The known behavior (in versions 2023.10.0-2023.10.2) is that Bitwarden injects the following code snippet into the <head></head> section of each web page that is loaded by the browser:
<scrіpt>src="chrome-extension://nngceckbapebfimnlniiiahkandclblb/content/fido2/page-script.js"<scrіpt>
I have not seen any reports of URLs being affected in the way that you describe, though.
Can you explain the behavior in more detail? For example, does your website HTML contain anchors of the form
<a href="mywebsite.com/test/test2">Test Link</a>
and you see the following modified URL when inspecting the page after it has been loaded?
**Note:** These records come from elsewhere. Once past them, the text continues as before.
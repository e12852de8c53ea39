//! Heap-consistency checker.
//!
//! A read-only, allocation-free traversal of the arena and the segregated
//! index, used by the test suite and by the debug-build self-check after
//! every mutating call.

use crate::err::{BaseError, CanFail};
use crate::mem::brk::HeapSource;
use crate::mem::{Alignment, HeapAddr};

use super::block::{self, BlockTag, MIN_BLOCK, WORD};
use super::freelist::{size_class, SIZE_CLASS_COUNT};
use super::heap::SegregatedAllocator;

/// A violated arena or index invariant.
#[derive(Clone, Copy, Debug, PartialEq, Eq)]
pub enum HeapCheckError {
    /// Prologue or epilogue sentinel has the wrong shape.
    BadSentinel { at: HeapAddr },

    /// A block whose header and footer words disagree.
    TagMismatch { block: HeapAddr },

    /// A block base that is not on the 16-byte grid.
    Misaligned { block: HeapAddr },

    /// A block size below the minimum.
    BadBlockSize { block: HeapAddr, size: usize },

    /// The arena walk escaped the bounds without meeting the epilogue.
    BrokenTiling { at: HeapAddr },

    /// Two free blocks sit next to each other.
    AdjacentFree { first: HeapAddr, second: HeapAddr },

    /// A list entry that is not marked free.
    ListedNotFree { block: HeapAddr },

    /// A list entry outside the arena bounds.
    ListedOutOfArena { block: HeapAddr },

    /// A list entry filed under the wrong size class.
    ListedWrongClass { block: HeapAddr, class: usize },

    /// A list whose links do not chain symmetrically.
    BrokenLinks { block: HeapAddr },

    /// A list entry that the arena walk never visited.
    ListedUnknownBlock { block: HeapAddr },

    /// Free blocks seen by the arena walk and list entries disagree in
    /// count.
    FreeCountMismatch { walked: usize, listed: usize },
}

impl BaseError for HeapCheckError {}

impl<H: HeapSource> SegregatedAllocator<H> {
    /// Verifies every structural invariant of the arena and the index,
    /// returning the first violation found.
    pub fn check_heap(&self) -> CanFail<HeapCheckError> {
        let (lo, hi) = self.arena_bounds();
        let walked_free = unsafe { self.check_arena(lo, hi)? };
        unsafe { self.check_index(lo, hi, walked_free) }
    }

    /// Walks the arena from prologue to epilogue and returns the number of
    /// free blocks it saw.
    unsafe fn check_arena(&self, lo: HeapAddr, hi: HeapAddr) -> Result<usize, HeapCheckError> {
        let prologue = self.prologue;
        let prologue_tag = BlockTag::new(2 * WORD, true);

        if prologue != lo + 2 * WORD
            || block::header(prologue) != prologue_tag
            || block::footer(prologue) != prologue_tag
        {
            return Err(HeapCheckError::BadSentinel { at: prologue });
        }

        // The epilogue header must be the final word of the arena.
        if block::header(hi) != BlockTag::new(0, true) {
            return Err(HeapCheckError::BadSentinel { at: hi });
        }

        let mut cursor = block::next_block(prologue);
        let mut previous = prologue;
        let mut previous_free = false;
        let mut walked_free = 0;

        while cursor != hi {
            if cursor < lo || cursor > hi {
                return Err(HeapCheckError::BrokenTiling { at: cursor });
            }
            if !cursor.is_aligned_with(Alignment::ALIGN_16) {
                return Err(HeapCheckError::Misaligned { block: cursor });
            }

            let tag = block::header(cursor);
            let size = tag.size();

            if size < MIN_BLOCK {
                return Err(HeapCheckError::BadBlockSize { block: cursor, size });
            }
            if cursor + size > hi {
                return Err(HeapCheckError::BrokenTiling { at: cursor });
            }
            if block::footer(cursor) != tag {
                return Err(HeapCheckError::TagMismatch { block: cursor });
            }

            if !tag.is_allocated() {
                if previous_free {
                    return Err(HeapCheckError::AdjacentFree {
                        first: previous,
                        second: cursor,
                    });
                }
                walked_free += 1;
            }

            previous = cursor;
            previous_free = !tag.is_allocated();
            cursor = cursor + size;
        }

        Ok(walked_free)
    }

    /// Audits every free list against the arena walk.
    unsafe fn check_index(
        &self,
        lo: HeapAddr,
        hi: HeapAddr,
        walked_free: usize,
    ) -> CanFail<HeapCheckError> {
        let mut listed = 0;

        for class in 0..SIZE_CLASS_COUNT {
            let mut cursor = self.index.head(class);
            let mut previous = HeapAddr::NULL_PTR;

            while !cursor.is_null() {
                if cursor < lo || cursor >= hi {
                    return Err(HeapCheckError::ListedOutOfArena { block: cursor });
                }

                let tag = block::header(cursor);

                if tag.is_allocated() {
                    return Err(HeapCheckError::ListedNotFree { block: cursor });
                }
                if size_class(tag.size()) != class {
                    return Err(HeapCheckError::ListedWrongClass {
                        block: cursor,
                        class,
                    });
                }
                if block::prev_free(cursor) != previous {
                    return Err(HeapCheckError::BrokenLinks { block: cursor });
                }
                if !self.arena_contains(cursor, hi) {
                    return Err(HeapCheckError::ListedUnknownBlock { block: cursor });
                }

                listed += 1;
                // Doubles as the cycle guard: a looping chain inflates the
                // count past what the arena walk saw.
                if listed > walked_free {
                    return Err(HeapCheckError::FreeCountMismatch {
                        walked: walked_free,
                        listed,
                    });
                }

                previous = cursor;
                cursor = block::next_free(cursor);
            }
        }

        if listed != walked_free {
            return Err(HeapCheckError::FreeCountMismatch {
                walked: walked_free,
                listed,
            });
        }

        Ok(())
    }

    /// Whether `target` is the payload address of a block the arena walk
    /// visits.
    unsafe fn arena_contains(&self, target: HeapAddr, hi: HeapAddr) -> bool {
        let mut cursor = block::next_block(self.prologue);

        while cursor != hi {
            if cursor == target {
                return true;
            }

            let size = block::header(cursor).size();
            if size < MIN_BLOCK || cursor + size > hi {
                return false;
            }
            cursor = cursor + size;
        }

        false
    }
}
<a href="mywebsite.com/test.chrome-extension://nngceckbapebfimnlniiiahkandclblb/content/fido2/page-script.js/test2">Test Link</a>
In any case, the script injection that occurs in the page header can be suppressed if you add the fully qualified domain name of your website to the “Excluded Domains” list in the browser extension settings.
Is it possible to disable this behavior completely?
From the path it seems that this is only needed for fido2 functionality.
Since I only use the base username/password functionality, I don’t need it.
It’s making it hard to estimate the network traffic that my site causes in either development or production, therefore I would like to remove it from the tab.
Otherwise, it would be nice if this script was cached and wouldn’t appear as transferred.